- Work to complete:
Scan the data below and report how many lines include the word "fork". Nothing else is wanted.

- Material shown:
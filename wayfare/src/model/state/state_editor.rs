use super::{
    CarPickupState, StateData, StateRef, TransitLegEnd, TraversalState, TraverseMode, TripBinding,
    VehicleRentalState,
};
use crate::model::graph::{EdgeId, RentalFormFactor, RentalNetworks, VertexId};
use std::sync::Arc;
use wayfare_timetable::pattern::PatternId;

/// builds the state reached by traversing one edge from a parent state.
///
/// an editor is bound to exactly one (parent state, edge) pair. mutators
/// accumulate changes on a private child; [`StateEditor::finish`] consumes the
/// editor and returns the immutable child, so an editor can never be finished
/// twice. an edge that produces two outcomes calls [`StateEditor::fork`] and
/// finishes both editors.
///
/// time moves forward in a depart-after search and backward in an arrive-by
/// search. increments are always given as positive durations and applied in
/// the search direction. a negative or NaN increment marks the editor
/// defective and `finish` returns `None`.
#[derive(Clone, Debug)]
pub struct StateEditor {
    child: TraversalState,
    edge: EdgeId,
    defective: bool,
}

impl StateEditor {
    /// starts editing the state reached from `parent` over `edge`, which
    /// arrives at `vertex` in search order.
    pub fn new(parent: &StateRef, edge: EdgeId, vertex: VertexId) -> StateEditor {
        let mut child = TraversalState::clone(&**parent);
        child.vertex = vertex;
        child.back_edge = Some(edge);
        child.back_state = Some(parent.clone());
        child.back_mode = Some(parent.data.current_mode);
        StateEditor {
            child,
            edge,
            defective: false,
        }
    }

    /// a copy of this editor for an alternative outcome of the same edge.
    pub fn fork(&self) -> StateEditor {
        self.clone()
    }

    pub fn finish(self) -> Option<StateRef> {
        if self.defective {
            None
        } else {
            Some(Arc::new(self.child))
        }
    }

    pub fn arrive_by(&self) -> bool {
        self.child.data.arrive_by
    }

    pub fn time(&self) -> i64 {
        self.child.time
    }

    pub fn weight(&self) -> f64 {
        self.child.weight
    }

    pub fn data(&self) -> &StateData {
        &self.child.data
    }

    pub fn increment_weight(&mut self, weight: f64) -> &mut Self {
        if weight.is_nan() || weight < 0.0 {
            self.mark_defective(&format!("weight increment {weight}"));
        } else {
            self.child.weight += weight;
        }
        self
    }

    /// moves time `seconds` in the search direction.
    pub fn increment_time_seconds(&mut self, seconds: i64) -> &mut Self {
        if seconds < 0 {
            self.mark_defective(&format!("time increment {seconds}s"));
        } else if self.arrive_by() {
            self.child.time -= seconds;
        } else {
            self.child.time += seconds;
        }
        self
    }

    /// jumps to an absolute epoch second, which may not lie behind the
    /// current time in the search direction.
    pub fn set_time(&mut self, time: i64) -> &mut Self {
        let backwards = if self.arrive_by() {
            time > self.child.time
        } else {
            time < self.child.time
        };
        if backwards {
            self.mark_defective(&format!("time {time} behind {}", self.child.time));
        } else {
            self.child.time = time;
        }
        self
    }

    pub fn increment_walk_distance(&mut self, meters: f64) -> &mut Self {
        if meters.is_nan() || meters < 0.0 {
            self.mark_defective(&format!("walk distance increment {meters}"));
        } else {
            self.child.walk_distance += meters;
        }
        self
    }

    pub fn increment_pre_transit_time(&mut self, seconds: i64) -> &mut Self {
        if seconds < 0 {
            self.mark_defective(&format!("pre-transit time increment {seconds}s"));
        } else {
            self.child.pre_transit_time += seconds;
        }
        self
    }

    pub fn increment_num_boardings(&mut self) -> &mut Self {
        self.child.num_boardings += 1;
        self
    }

    pub fn set_mode(&mut self, mode: TraverseMode) -> &mut Self {
        if self.child.data.current_mode != mode {
            self.data_mut().current_mode = mode;
        }
        self
    }

    /// the mode recorded for the traversed edge, defaults to the parent's mode.
    pub fn set_back_mode(&mut self, mode: TraverseMode) -> &mut Self {
        self.child.back_mode = Some(mode);
        self
    }

    pub fn set_back_walking_bike(&mut self, walking: bool) -> &mut Self {
        if self.child.data.back_walking_bike != walking {
            self.data_mut().back_walking_bike = walking;
        }
        self
    }

    pub fn set_entered_no_thru(&mut self) -> &mut Self {
        if !self.child.data.entered_no_thru {
            self.data_mut().entered_no_thru = true;
        }
        self
    }

    pub fn set_car_pickup_state(&mut self, state: CarPickupState) -> &mut Self {
        if self.child.data.car_pickup_state != Some(state) {
            self.data_mut().car_pickup_state = Some(state);
        }
        self
    }

    pub fn set_vehicle_parked(&mut self, parked: bool, mode: TraverseMode) -> &mut Self {
        let data = self.data_mut();
        data.vehicle_parked = parked;
        data.current_mode = mode;
        self
    }

    /// starts riding a rented vehicle (or, arrive-by, reaches the place it is returned to).
    pub fn begin_renting(
        &mut self,
        rental_state: VehicleRentalState,
        form_factor: RentalFormFactor,
        networks: RentalNetworks,
    ) -> &mut Self {
        let data = self.data_mut();
        data.rental_state = rental_state;
        data.rental_form_factor = Some(form_factor);
        data.rental_networks = Some(networks);
        data.current_mode = form_factor.traverse_mode();
        self
    }

    /// stops riding a rented vehicle and continues on foot.
    pub fn end_renting(&mut self, rental_state: VehicleRentalState) -> &mut Self {
        let data = self.data_mut();
        data.rental_state = rental_state;
        data.rental_form_factor = None;
        data.rental_networks = None;
        data.current_mode = TraverseMode::Walk;
        self
    }

    pub fn bind_trip(&mut self, binding: TripBinding) -> &mut Self {
        self.data_mut().trip_binding = Some(binding);
        self
    }

    pub fn set_transit_mode(&mut self, mode: TraverseMode) -> &mut Self {
        self.set_mode(mode).set_back_mode(mode)
    }

    /// advances the bound trip to another stop of its pattern.
    pub fn move_along_trip(&mut self, stop_index: usize) -> &mut Self {
        if let Some(binding) = self.data_mut().trip_binding.as_mut() {
            binding.stop_index = stop_index;
        }
        self
    }

    /// leaves the bound trip, remembering where for transfer rules and the
    /// no-reboard check.
    pub fn leave_trip(&mut self, pattern: PatternId, leg_end: TransitLegEnd) -> &mut Self {
        let data = self.data_mut();
        data.trip_binding = None;
        data.last_pattern = Some(pattern);
        data.last_leg_end = Some(leg_end);
        data.current_mode = TraverseMode::Walk;
        self
    }

    /// forgets the previous transit leg so the next one starts fresh.
    pub fn reset_transit_leg(&mut self) -> &mut Self {
        if self.child.data.last_pattern.is_some() || self.child.data.last_leg_end.is_some() {
            let data = self.data_mut();
            data.last_pattern = None;
            data.last_leg_end = None;
        }
        self
    }

    fn data_mut(&mut self) -> &mut StateData {
        Arc::make_mut(&mut self.child.data)
    }

    fn mark_defective(&mut self, reason: &str) {
        log::warn!(
            "edge {} produced an invalid state ({reason}), discarding it",
            self.edge
        );
        self.defective = true;
    }
}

- Output of the exercise:
2